Marc-Olivier Wahler et Wim Delvoye au MAH Genève
L’inauguration de la 4ème carte-blanche du MAH à l’artiste Wim Delvoye au MAH a offert un brillant contre point en cette semaine d’Art Genève. Une invitation à la dissidence avec au centre une réflexion sur la valeur de l’œuvre et la démarche de collectionner. Qu’est-ce qu’accumuler dit de nos obsessions ? Qu’est-ce qui se cache derrière la hiérarchie du goût d’un musée occidental ? L’artiste belge étant un grand collectionneur lui-même, de numismatique, tableaux anciens mais aussi d’étiquettes Vache qui Rit, de cochons tatoués ou de machines à déféquer (les fameuses Cloaca), on imagine qu’il s’est plongé avec délectation dans l’exercice entretenant une conversation ininterrompue avec son complice de longue date Marc-Olivier Wahler et d’autres artistes tel que Panamarenko, équilibriste de l’apesanteur, Gordon Matta Clark le spécialiste du trou ou Fischli & Weiss, les ordonnanceurs du hasard. Entre pulsion scopique et peur du vide, le titre choisi « l’ordre des choses » nous met sur une fausse piste alors que l’on frise plus le chaos mais un chaos organisé, presque rationnel comme le revendique Wim Delvoye. S’il va jusqu’ à perforer des chefs d’œuvres de l’histoire de l’art (ou leur fac-similé) imaginer un circuit à billes dans une Venus, déshabiller des horloges chez les helvètes… son vandalisme reste civilisé. Twister le regard et Canova, s’intéresser autant au contenu qu’au contenant (fascinante collection d’étuis de toutes sortes), revendiquer le fait main (pneux et carrosseries customisés voisinant avec armures).. tout est histoire de transfert et de digestion chez le démiurge flamand. Digestion du regard et du corps dans une étourdissante mise en abyme alors que l’exposition se prolonge sous la forme d’une collection d’opercules pour petits pots de crème avec Les Laiteries Réunies Genève. Un « hors les murs » selon l’appellation en vigueur de l’art contemporain tout à fait inattendu mais parfaitement en phase avec l’époque. S’il qualifie l’ensemble de très suisse, il nous dit pourquoi, comparant cette expérience avec celle du Louvre ou du musée Pouchkine de Moscou.
Comment avez-vous accueilli l’invitation de Marc-Olivier Wahler d’une curation-carte blanche après 3 autres invitations ?
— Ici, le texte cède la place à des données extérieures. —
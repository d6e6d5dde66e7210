//! Server wiring: configuration, the collection loop, reload handling
//! and the health responder.

pub mod config;
pub mod health;
pub mod monitor;
pub mod reload;
pub mod state;

#[cfg(test)]
mod tests;
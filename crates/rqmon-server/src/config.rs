use serde::Deserialize;
use std::path::Path;

/// Top-level server configuration, loaded once per run from TOML.
///
/// Per-queue monitoring policy lives in the separate queues file
/// (see `monitor.queues_file`), which is hot-reloaded; this file is not.
#[derive(Debug, Clone, Deserialize)]
pub struct ServerConfig {
    pub rabbitmq: RabbitConfig,
    #[serde(default)]
    pub monitor: MonitorSettings,
    #[serde(default)]
    pub discovery: DiscoverySettings,
    #[serde(default)]
    pub health: HealthSettings,
    #[serde(default)]
    pub discord: DiscordSettings,
    #[serde(default)]
    pub influx: InfluxSettings,
}

#[derive(Debug, Clone, Deserialize)]
pub struct RabbitConfig {
    pub host: String,
    #[serde(default = "default_management_port")]
    pub port: u16,
    pub username: String,
    pub password: String,
}

#[derive(Debug, Clone, Deserialize)]
pub struct MonitorSettings {
    #[serde(default = "default_collection_interval_secs")]
    pub collection_interval_secs: u64,
    #[serde(default = "default_cooldown_secs")]
    pub cooldown_secs: u64,
    #[serde(default = "default_queues_file")]
    pub queues_file: String,
    #[serde(default = "default_system_backlog_threshold")]
    pub system_backlog_threshold: u64,
    #[serde(default = "default_core_health_ratio")]
    pub core_health_ratio: f64,
    #[serde(default = "default_environment")]
    pub environment: String,
    #[serde(default = "default_config_poll_secs")]
    pub config_poll_secs: u64,
    #[serde(default = "default_config_debounce_ms")]
    pub config_debounce_ms: u64,
}

#[derive(Debug, Clone, Default, Deserialize)]
pub struct DiscoverySettings {
    #[serde(default)]
    pub enabled: bool,
}

#[derive(Debug, Clone, Deserialize)]
pub struct HealthSettings {
    #[serde(default = "default_health_port")]
    pub port: u16,
}

/// Discord delivery is enabled by supplying a webhook URL.
#[derive(Debug, Clone, Default, Deserialize)]
pub struct DiscordSettings {
    #[serde(default)]
    pub webhook_url: Option<String>,
}

#[derive(Debug, Clone, Default, Deserialize)]
pub struct InfluxSettings {
    #[serde(default)]
    pub enabled: bool,
    #[serde(default)]
    pub url: String,
    #[serde(default)]
    pub token: String,
    #[serde(default)]
    pub org: String,
    #[serde(default)]
    pub bucket: String,
}

impl Default for MonitorSettings {
    fn default() -> Self {
        Self {
            collection_interval_secs: default_collection_interval_secs(),
            cooldown_secs: default_cooldown_secs(),
            queues_file: default_queues_file(),
            system_backlog_threshold: default_system_backlog_threshold(),
            core_health_ratio: default_core_health_ratio(),
            environment: default_environment(),
            config_poll_secs: default_config_poll_secs(),
            config_debounce_ms: default_config_debounce_ms(),
        }
    }
}

impl Default for HealthSettings {
    fn default() -> Self {
        Self {
            port: default_health_port(),
        }
    }
}

impl ServerConfig {
    pub fn load(path: &Path) -> anyhow::Result<Self> {
        let content = std::fs::read_to_string(path)?;
        let config: Self = toml::from_str(&content)?;
        Ok(config)
    }
}

fn default_management_port() -> u16 {
    15672
}

fn default_collection_interval_secs() -> u64 {
    15
}

fn default_cooldown_secs() -> u64 {
    300
}

fn default_queues_file() -> String {
    "config/queues.json".to_string()
}

fn default_system_backlog_threshold() -> u64 {
    10_000
}

fn default_core_health_ratio() -> f64 {
    0.5
}

fn default_environment() -> String {
    "production".to_string()
}

fn default_config_poll_secs() -> u64 {
    2
}

fn default_config_debounce_ms() -> u64 {
    500
}

fn default_health_port() -> u16 {
    8080
}

#[cfg(test)]
mod tests {
    use super::*;

    #[test]
    fn minimal_config_fills_defaults() {
        let config: ServerConfig = toml::from_str(
            r#"
            [rabbitmq]
            host = "mq.internal"
            username = "monitor"
            password = "secret"
            "#,
        )
        .unwrap();

        assert_eq!(config.rabbitmq.port, 15672);
        assert_eq!(config.monitor.collection_interval_secs, 15);
        assert_eq!(config.monitor.cooldown_secs, 300);
        assert_eq!(config.monitor.system_backlog_threshold, 10_000);
        assert!((config.monitor.core_health_ratio - 0.5).abs() < f64::EPSILON);
        assert_eq!(config.monitor.environment, "production");
        assert!(!config.discovery.enabled);
        assert_eq!(config.health.port, 8080);
        assert!(config.discord.webhook_url.is_none());
        assert!(!config.influx.enabled);
    }

    #[test]
    fn full_config_overrides_defaults() {
        let config: ServerConfig = toml::from_str(
            r#"
            [rabbitmq]
            host = "mq.internal"
            port = 15673
            username = "monitor"
            password = "secret"

            [monitor]
            collection_interval_secs = 30
            cooldown_secs = 600
            system_backlog_threshold = 50000
            core_health_ratio = 0.75
            environment = "staging"

            [discovery]
            enabled = true

            [health]
            port = 9090

            [discord]
            webhook_url = "https://discord.com/api/webhooks/x/y"

            [influx]
            enabled = true
            url = "http://influx:8086"
            token = "t"
            org = "ops"
            bucket = "rabbitmq"
            "#,
        )
        .unwrap();

        assert_eq!(config.rabbitmq.port, 15673);
        assert_eq!(config.monitor.collection_interval_secs, 30);
        assert_eq!(config.monitor.cooldown_secs, 600);
        assert_eq!(config.monitor.system_backlog_threshold, 50_000);
        assert!(config.discovery.enabled);
        assert_eq!(config.health.port, 9090);
        assert!(config.discord.webhook_url.is_some());
        assert!(config.influx.enabled);
    }
}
J’ai été immédiatement enthousiasmé par la proposition de Marc-Olivier. J’ai fait des expositions dans de grandes institutions des beaux-arts, comme le Louvre et Pouchkine a Moscou, mais je ne pouvais pas complètement faire ce que je voulais. Le MAH était beaucoup plus simple. Je profite également de mes prédécesseurs. Chacun d’entre eux a ouvert un peu plus le musée. Je suis tellement heureux d’être quatrième. Cela m’a obligé à regarder des objets plus « humbles » car la plupart des bons tableaux étaient déjà exposés par mes prédécesseurs. Cela m’a obligé à aller de plus en plus profondément dans les grottes et les dépôts du musée.
Vue de l’exposition L’ordre des choses, MAH Genève, Studio Wim Delvoye
Quelle a été votre méthode de travail face à la somme des œuvres et artefacts de la collection du MAH ?
Nous avons d’abord commencé avec 30 idées, puis nous les avons affinées. Nous avons réalisé des installations dans chaque pièce avant de relier les pièces en une histoire. Et comme les gens racontent des histoires, nous ne sommes pas complètement linéaires, il y a des sous-histoires, des anecdotes et la grande histoire qui les traverse. J’ai laissé les salles et la collection dicter à quoi ressemblerait l’exposition. En fin de compte, c’est devenu une grande narration. Contrairement à mes prédécesseurs, j’ai également expédié des œuvres d’autres musées, comme le MACBA Barcelone, le MUHKA Anvers, …. et nous avons obtenu Dadamaino d’une galerie en Italie. J’ai donc ouvert la possibilité au prochain artiste de faire une « Carte Blanche ». Il y a beaucoup de vidéos dans l’émission, ce qui est plutôt nouveau pour le MAH.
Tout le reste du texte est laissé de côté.